There were many obstacles in her way such as milk cartons, unopened boxes, crushed papers, gift wrappings, two never used broomsticks, three rolls of toilet paper, and many more.
"Hello, Sarah Jones residence, how can I help you?"
"Sarah it's me, your headache".
"Oh Julie, my god how have you been?" said Sarah in a pretentious happy tone.
"Miserable, I'm thinking of quitting my job. It's too much work being an editor and literary agent'', said Julie.
"Oh no you are doing such a great job"
"Zip it Sarah, it's not time to butter the toast. Listen, a book fair is taking place just next week and I don't think there will be a better place to release your novel", said Julie.
"Oh where?"
"Okay it's a bit far from your place but it'll be worth it trust me. I have made all the necessary arrangements and booked you a hotel nearby so start packing your bags", said Julie.
"Hey, but where is the thing happening"
"Don't sweat it. I'll send you the details later, bye I got work to do."
The phone got disconnected from the other side and Sarah cried in her agony, not literally though.
"Why does she act like she has so much work when I am the only person she handles. Literary agents... can't live with them can't live without them" said Sarah to herself but out loud.
Sarah started transferring the books from the couch to the table in front of the couch which already had little to no space because of the trash that had been piling up for months, so she can lay on her couch comfortably and then have a peaceful mental breakdown thinking about what to wear on the day of release, will people like the novel, will she be able to pay her next rent, will she die of hunger in next 10 mins or no wait there a packet of chips nearby.
While Sarah was attempting to get to the packet of chips from the chair which was 5 feet from the couch, without leaving the couch, dangling in the air with her feet barely on the couch, one hand down on the floor and doing somewhat of a plank, her hand almost reached the packet but before she could reach the packet, the phone goes off.

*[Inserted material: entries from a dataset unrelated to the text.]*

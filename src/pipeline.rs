//! The confidence/fallback orchestrator.
//!
//! A [`Pipeline`] owns the process-wide resources (vocabulary, optional
//! embedding backend, optional hosted classifier, template index) and runs
//! each request through extraction, classification, context assembly,
//! inference and resolution.
//!
//! Missing optional infrastructure never fails a request and never changes
//! the shape of a [`PipelineResponse`]: it only shows up in the `strategy`
//! and per-label `method`/`confidence`.

use std::sync::Arc;

use serde::{Deserialize, Serialize};

use crate::config::PipelineConfig;
use crate::context::Context;
use crate::derive::Inference;
use crate::embed::{Embedder, OllamaEmbedder};
use crate::error::{FieldwiseResult, InputError};
use crate::extract::{DocumentText, ExtractedLabel, LabelExtractor, TextSource};
use crate::intent::{Classification, HostedClassifier, Intent, OllamaClassifier, Slot, classify_intent};
use crate::ollama::{OllamaClient, OllamaConfig};
use crate::recipe::{Recipe, missing_questions, recipe_for};
use crate::resolve::{MappingResult, Resolution, Resolver, Strategy};
use crate::template::TemplateIndex;
use crate::vocab::Vocabulary;

/// One end-to-end request.
///
/// Labels are gathered from every source given: explicit `labels`, the
/// registered template `form_id`, and `pages` of document text.
#[derive(Debug, Clone, Default, Serialize, Deserialize)]
#[serde(rename_all = "camelCase", default)]
pub struct PipelineRequest {
    pub utterance: Option<String>,
    pub labels: Vec<String>,
    pub form_id: Option<String>,
    pub pages: Vec<String>,
    /// Known facts about the user, highest context priority.
    pub profile: serde_json::Map<String, serde_json::Value>,
}

/// Result of [`Pipeline::process`]. Always the same shape.
#[derive(Debug, Clone, Serialize)]
#[serde(rename_all = "camelCase")]
pub struct PipelineResponse {
    pub field_values: std::collections::BTreeMap<String, crate::context::FieldValue>,
    pub low_confidence: Vec<String>,
    pub mappings: Vec<MappingResult>,
    /// Strategy resolution ran under; `None` when there was nothing to
    /// resolve.
    pub strategy: Option<Strategy>,
    pub intent: Option<Intent>,
    pub slots: Vec<Slot>,
    pub recipe: Option<&'static Recipe>,
    pub questions: Vec<String>,
}

/// Shared, immutable-after-construction resolution pipeline.
pub struct Pipeline {
    config: PipelineConfig,
    vocab: Arc<Vocabulary>,
    embedder: Option<Arc<dyn Embedder>>,
    hosted: Option<Arc<dyn HostedClassifier>>,
    extractor: LabelExtractor,
    resolver: Resolver,
    inference: Inference,
    templates: TemplateIndex,
}

impl Pipeline {
    /// Deterministic pipeline: built-in vocabulary, keyword strategy,
    /// pattern classifier.
    pub fn new(config: PipelineConfig) -> Self {
        let vocab = Arc::new(Vocabulary::builtin());
        Self {
            extractor: LabelExtractor::new(config.extract.max_labels),
            resolver: Resolver::new(Arc::clone(&vocab), config.resolver.clone()),
            inference: Inference::new(&config.emissions),
            vocab,
            embedder: None,
            hosted: None,
            templates: TemplateIndex::new(),
            config,
        }
    }

    /// Build from configuration, probing Ollama when it is enabled.
    ///
    /// An unreachable server leaves both backends unset.
    pub fn from_config(config: PipelineConfig) -> Self {
        let ollama = config.ollama.enabled.then(|| {
            let mut client = OllamaClient::new(OllamaConfig::from(&config.ollama));
            client.probe();
            client
        });

        let mut pipeline = Self::new(config);
        match ollama {
            Some(client) if client.is_available() => {
                tracing::info!(base_url = %client.config().base_url, "ollama backends enabled");
                pipeline = pipeline
                    .with_embedder(Arc::new(OllamaEmbedder::new(client.clone())))
                    .with_hosted(Arc::new(OllamaClassifier::new(client)));
            }
            Some(client) => {
                tracing::warn!(base_url = %client.config().base_url, "ollama unreachable, using deterministic fallbacks");
            }
            None => {}
        }
        pipeline
    }

    pub fn with_vocabulary(mut self, vocab: Arc<Vocabulary>) -> Self {
        self.vocab = vocab;
        self.rebuild_resolver();
        self
    }

    pub fn with_embedder(mut self, embedder: Arc<dyn Embedder>) -> Self {
        self.embedder = Some(embedder);
        self.rebuild_resolver();
        self
    }

    /// Force the keyword strategy.
    pub fn without_embedder(mut self) -> Self {
        self.embedder = None;
        self.rebuild_resolver();
        self
    }

    pub fn with_hosted(mut self, hosted: Arc<dyn HostedClassifier>) -> Self {
        self.hosted = Some(hosted);
        self
    }

    fn rebuild_resolver(&mut self) {
        let resolver = Resolver::new(Arc::clone(&self.vocab), self.config.resolver.clone());
        self.resolver = match &self.embedder {
            Some(e) => resolver.with_embedder(Arc::clone(e)),
            None => resolver,
        };
    }

    pub fn config(&self) -> &PipelineConfig {
        &self.config
    }

    pub fn templates(&self) -> &TemplateIndex {
        &self.templates
    }

    pub fn resolver(&self) -> &Resolver {
        &self.resolver
    }

    // ── Entry points ────────────────────────────────────────────────────

    pub fn extract_labels(&self, doc: &DocumentText) -> Vec<ExtractedLabel> {
        self.extractor.extract(doc)
    }

    pub fn extract_from(&self, source: &dyn TextSource) -> Vec<ExtractedLabel> {
        self.extractor.extract_from(source)
    }

    pub fn classify_intent(&self, utterance: &str) -> Classification {
        classify_intent(utterance, self.hosted.as_deref())
    }

    /// Add derived values as the lowest-priority layer.
    pub fn with_derived(&self, ctx: &Context) -> Context {
        let mut ctx = ctx.clone();
        let derived = self.inference.derive(&ctx);
        ctx.merge_derived(derived);
        ctx
    }

    /// Resolve labels against a context extended by derived values.
    pub fn resolve_fields<L: AsRef<str>>(
        &self,
        labels: &[L],
        ctx: &Context,
    ) -> Result<Resolution, InputError> {
        self.resolver.resolve(labels, &self.with_derived(ctx))
    }

    /// Run a full request.
    pub fn process(&self, request: &PipelineRequest) -> FieldwiseResult<PipelineResponse> {
        let classification = request
            .utterance
            .as_deref()
            .filter(|u| !u.trim().is_empty())
            .map(|u| self.classify_intent(u));

        let mut ctx = Context::new();
        ctx.merge_profile_json(&request.profile);
        if let Some(c) = &classification {
            ctx.merge_slots(&c.slots);
        }

        let labels = self.gather_labels(request)?;
        let resolution = if labels.is_empty() {
            tracing::warn!("no labels in request, nothing to resolve");
            None
        } else {
            Some(self.resolve_fields(&labels, &ctx)?)
        };

        let (intent, slots, recipe, questions) = match classification {
            Some(c) => {
                let questions = missing_questions(c.intent.intent_type, &c.slots);
                (
                    Some(c.intent),
                    c.slots,
                    Some(recipe_for(c.intent.intent_type)),
                    questions,
                )
            }
            None => (None, Vec::new(), None, Vec::new()),
        };

        let (field_values, low_confidence, mappings, strategy) = match resolution {
            Some(r) => (r.field_values, r.low_confidence, r.mappings, Some(r.strategy)),
            None => Default::default(),
        };

        Ok(PipelineResponse {
            field_values,
            low_confidence,
            mappings,
            strategy,
            intent,
            slots,
            recipe,
            questions,
        })
    }

    fn gather_labels(&self, request: &PipelineRequest) -> Result<Vec<String>, InputError> {
        let mut labels: Vec<String> = request.labels.clone();
        if let Some(form_id) = &request.form_id {
            let template = self.templates.get(form_id)?;
            labels.extend(template.labels.iter().map(|l| l.text.clone()));
        }
        if !request.pages.is_empty() {
            let doc = DocumentText::from_pages(&request.pages);
            labels.extend(self.extract_labels(&doc).into_iter().map(|l| l.text));
        }
        Ok(labels)
    }
}

impl Default for Pipeline {
    fn default() -> Self {
        Self::new(PipelineConfig::default())
    }
}

impl std::fmt::Debug for Pipeline {
    fn fmt(&self, f: &mut std::fmt::Formatter<'_>) -> std::fmt::Result {
        f.debug_struct("Pipeline")
            .field("resolver", &self.resolver)
            .field("hosted", &self.hosted.as_ref().map(|h| h.name().to_string()))
            .field("templates", &self.templates.len())
            .finish()
    }
}

#[cfg(test)]
mod tests {
    use super::*;
    use crate::context::FieldValue;
    use crate::intent::{HostedOutcome, IntentType};
    use crate::resolve::Method;
    use crate::template::FormTemplate;

    struct Offline;

    impl HostedClassifier for Offline {
        fn name(&self) -> &str {
            "offline"
        }

        fn classify(&self, _utterance: &str) -> HostedOutcome {
            HostedOutcome::Unavailable("connection refused".into())
        }
    }

    fn energy_request() -> PipelineRequest {
        PipelineRequest {
            utterance: Some("We consumed 3000 kWh last month in Flensburg".into()),
            labels: vec![
                "Energy Consumption (kWh):".into(),
                "City:".into(),
                "Total emissions (tCO2e):".into(),
                "Miscellaneous remarks".into(),
            ],
            ..Default::default()
        }
    }

    #[test]
    fn end_to_end_energy_audit() {
        let response = Pipeline::default().process(&energy_request()).unwrap();
        assert_eq!(response.intent.unwrap().intent_type, IntentType::EnergyAudit);
        assert_eq!(response.field_values["Energy Consumption (kWh):"], FieldValue::Number(3000.0));
        assert_eq!(response.field_values["City:"], FieldValue::from("Flensburg"));
        assert_eq!(response.field_values["Total emissions (tCO2e):"], FieldValue::Number(1.26));
        assert!(!response.field_values.contains_key("Miscellaneous remarks"));
        assert!(response.questions.is_empty());
        assert_eq!(response.recipe.unwrap().id, "csrd_energy_audit");
        assert_eq!(response.strategy, Some(Strategy::Keyword));
    }

    #[test]
    fn emissions_label_is_inferred() {
        let response = Pipeline::default().process(&energy_request()).unwrap();
        let m = response
            .mappings
            .iter()
            .find(|m| m.label == "Total emissions (tCO2e):")
            .unwrap();
        assert_eq!(m.method, Method::Inferred);
    }

    #[test]
    fn profile_beats_slots() {
        let mut request = energy_request();
        request.profile.insert("city".into(), serde_json::json!("Kiel"));
        let response = Pipeline::default().process(&request).unwrap();
        assert_eq!(response.field_values["City:"], FieldValue::from("Kiel"));
    }

    #[test]
    fn unavailable_hosted_matches_pattern_result() {
        let offline = Pipeline::default().with_hosted(Arc::new(Offline));
        let plain = Pipeline::default();
        let utterance = "We consumed 3000 kWh last month in Flensburg";
        assert_eq!(
            offline.classify_intent(utterance).slots,
            plain.classify_intent(utterance).slots
        );
    }

    #[test]
    fn missing_slots_become_questions() {
        let request = PipelineRequest {
            utterance: Some("I need my CSRD energy audit".into()),
            ..Default::default()
        };
        let response = Pipeline::default().process(&request).unwrap();
        assert_eq!(response.questions.len(), 2);
        assert!(response.field_values.is_empty());
        assert_eq!(response.strategy, None);
    }

    #[test]
    fn template_labels_are_used() {
        let pipeline = Pipeline::default();
        pipeline
            .templates()
            .register(FormTemplate {
                form_id: "vsme_snapshot".into(),
                name: "VSME Snapshot".into(),
                labels: vec!["Energy Consumption (kWh):".into()],
            })
            .unwrap();
        let request = PipelineRequest {
            form_id: Some("vsme_snapshot".into()),
            profile: serde_json::json!({"kWh": 1200}).as_object().cloned().unwrap_or_default(),
            ..Default::default()
        };
        let response = pipeline.process(&request).unwrap();
        assert_eq!(response.field_values["Energy Consumption (kWh):"], FieldValue::Number(1200.0));
    }

    #[test]
    fn unknown_template_is_an_error() {
        let request = PipelineRequest {
            form_id: Some("nope".into()),
            ..Default::default()
        };
        assert!(Pipeline::default().process(&request).is_err());
    }

    #[test]
    fn pages_are_extracted() {
        let request = PipelineRequest {
            pages: vec!["Company Name:\nrandom sentence.\nEmail Address".into()],
            profile: serde_json::json!({"name": "Bäckerei Nord", "email": "info@example.org"})
                .as_object()
                .cloned()
                .unwrap_or_default(),
            ..Default::default()
        };
        let response = Pipeline::default().process(&request).unwrap();
        assert_eq!(response.field_values.len(), 2);
        assert!(response.intent.is_none());
    }

    #[test]
    fn disabled_ollama_leaves_deterministic_pipeline() {
        let pipeline = Pipeline::from_config(PipelineConfig::default());
        assert_eq!(pipeline.resolver().preferred_strategy(), Strategy::Keyword);
    }
}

Mission devour chips failed!
Sarah barely retrieved her body to the couch without touching the floor and picked up the phone.
"Hello…"
"Sarah Sarah Sarah Sarah I need a huge favor and real quick, please", said Becky who is the editor of a famous glamour magazine.
"Calm down woman, you will burst a nerve", said Sarah
"I don't mind bursting a few, since all these nincompoops are always playing monkey bars on my nerves", said Becky angrily. "You would die", said Sarah but Becky went on with her flow without acknowledging that she could die if she actually burst a nerve.
"Listen I need an article on a face whitening cream. I am sending you a total trash article and a few reviews on your mail. Write me an awesome article so every woman spends her husband's hard-earned money on this cream which doesn't do shit" said Becky hurriedly. "By tonight, I need it fast "
"Okay, okay Miss busy. I will. You just calm down", said Sarah.
"Honey, the second I met you, I knew in that moment that I could rely upon you in hard times. Thanks a lot" said Becky in ultimate gratitude.
"It better pays well."
"Yes honey you bet, okay I will leave it to you then. Bye" beep.
Sarah put her phone down after untangling its spiral cord that she was chewing during the whole conversation. She motivated herself to stand up from the couch and go to her computer which was in the left corner of the living room, about 9 feet from her couch. It took her 40 minutes to reach her destination.
Finally, she dragged the chair out with her slim hands. It took her another 2 minutes to drag the chair far enough so she could sit, and then she collapsed on the chair with a thud.
She scavenged for her keyboard and mouse on the computer desk from the heaps of paper clippings, nail polish, pens, sketches that didn't even work, a half-eaten sandwich, packets of biscuits, chips, crackers, snacks and many unfathomable things that shouldn't have been there in the first place.
After knocking most of the garbage down to the little dustbin on the right side of the desk which was already at 110% of its capacity, she switched on her computer and then went into the mail to find the email sent by Becky from 3,025 unread emails.
"Oh there it is...42 attached files! She said a few reviews" said Sarah going through the mail sent by Becky. She opened one of the attached files which was the article that someone wrote about the cream but Becky didn't like. Sarah opened Microsoft word, created a new document and after sometime the monitor went black.
"Goddammit! I need a new computer" yelled Sarah and then she beat the shit out of that poor CRT monitor. The screen reappeared. "Oh yeah, you like the beating don't ya, you son of a...". Then she realized how inappropriate that sounded.
She stretched her hands and cracked her fingers and started typing.
"Face whitening cream huh... Just kill me already."